Tropas británicas en la batalla de El Alamein
Don Tadeo Kafel fue para mí uno de los personajes más entrañables que por esos caprichos de la vida pude conocer. Si la libertad personal busca en los vericuetos de mi mente un ejemplo válido para ser mencionado, siempre cae en la imagen de ese hombre duro y amoroso llegado de Inglaterra.

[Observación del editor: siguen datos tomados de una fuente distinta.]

//! Deterministic 64-bit id derivation.
//!
//! All four entities (Document, Chunk, Concept, Category) use ids
//! derived from canonical inputs so re-running extraction yields the
//! same ids. Each id is the first 8 bytes (big-endian) of a SHA-256
//! digest over a versioned, namespaced string — the same technique the
//! source repo uses for chunk/document dedup hashes, just narrowed to
//! a fixed-width integer instead of a full hex digest.

use sha2::{Digest, Sha256};

fn hash_u64(input: &str) -> u64 {
    let digest = Sha256::digest(input.as_bytes());
    u64::from_be_bytes(digest[0..8].try_into().expect("sha256 digest >= 8 bytes"))
}

/// Normalize a concept or category name: lowercase, trim, collapse
/// internal whitespace runs to single spaces.
pub fn normalize_name(name: &str) -> String {
    name.split_whitespace()
        .collect::<Vec<_>>()
        .join(" ")
        .to_lowercase()
}

pub fn document_id(source_path: &str) -> u64 {
    hash_u64(&format!("doc:v1:{source_path}"))
}

pub fn chunk_id(catalog_id: u64, chunk_index: usize) -> u64 {
    hash_u64(&format!("chunk:v1:{catalog_id:016x}:{chunk_index}"))
}

pub fn concept_id(name: &str) -> u64 {
    hash_u64(&format!("concept:v1:{}", normalize_name(name)))
}

pub fn category_id(name: &str) -> u64 {
    hash_u64(&format!("category:v1:{}", normalize_name(name)))
}

/// Render an id the way log lines and JSON responses display it: fixed
/// width lowercase hex, stable across platforms.
pub fn to_hex(id: u64) -> String {
    format!("{id:016x}")
}
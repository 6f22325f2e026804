use std::io;

use anyhow::Result;
use crossterm::{
    execute,
    terminal::{EnterAlternateScreen, LeaveAlternateScreen, disable_raw_mode, enable_raw_mode},
};
use ratatui::prelude::CrosstermBackend;

/// Type alias for the terminal the preview draws on.
pub type Terminal = ratatui::Terminal<CrosstermBackend<io::Stdout>>;

/// Enter raw mode and the alternate screen. A panic restores the terminal
/// before the default hook prints, so the message stays readable.
pub fn init() -> Result<Terminal> {
    let default_hook = std::panic::take_hook();
    std::panic::set_hook(Box::new(move |info| {
        let _ = restore();
        default_hook(info);
    }));

    enable_raw_mode()?;
    let mut stdout = io::stdout();
    execute!(stdout, EnterAlternateScreen)?;
    let backend = CrosstermBackend::new(stdout);
    let terminal = ratatui::Terminal::new(backend)?;
    Ok(terminal)
}

/// Restore the terminal to its original state.
pub fn restore() -> Result<()> {
    disable_raw_mode()?;
    execute!(io::stdout(), LeaveAlternateScreen)?;
    Ok(())
}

Viajero del tiempo y del impulso vital que lo movía, recaló en miles de puertos hasta que anclaron sus raíces en Venado. De su Cracovia natal sólo quedaban las esquirlas del nazismo y un ignoto deseo de ver a su Polonia libre, lo lanzó hacia catorce países del África, enrolada su vida en las filas inglesas.
Después, cuando todo lo negro de la guerra había quedado en el cofre sagrado del recuerdo, conoció el bello y manso rostro de Zulema Santos. Y muy simplemente, se casaron. Se casaron con ese amor que no sabe de las barreras del idioma y sí de los puentes del encanto.
Hablando de puentes, siempre recordaba en sus charlas y con su dificultad para llamarme Juancito, que su casa natal estaba tan sólo a diez cuadras de la de Karol Wojtyja y las tumbas de sus progenitores ven el sol de cada día en sendas parcelas contiguas en el cementerio de un pueblo cercano a la ciudad donde crecieron.
La vida de Don Tadeo fue simple: simple como la de cualquier inmigrante que recibe
Hoy conservo de él unas estampitas de Juan Pablo II, otra de la virgen negra de Chestokowa y un llavero con la imagen de un auto de fabricación polaca que me regaló al regreso de su primer viaje que realizó a su patria, allá a finales de los ochenta.
Pero si he de hablar de legados, este hombre que casi siempre hizo lo que quiso, me dejó su ejemplo de lucha y su fruto más preciado en la mirada y la sonrisa de María Elena, su hija; María Elena, mi amiga y hermana.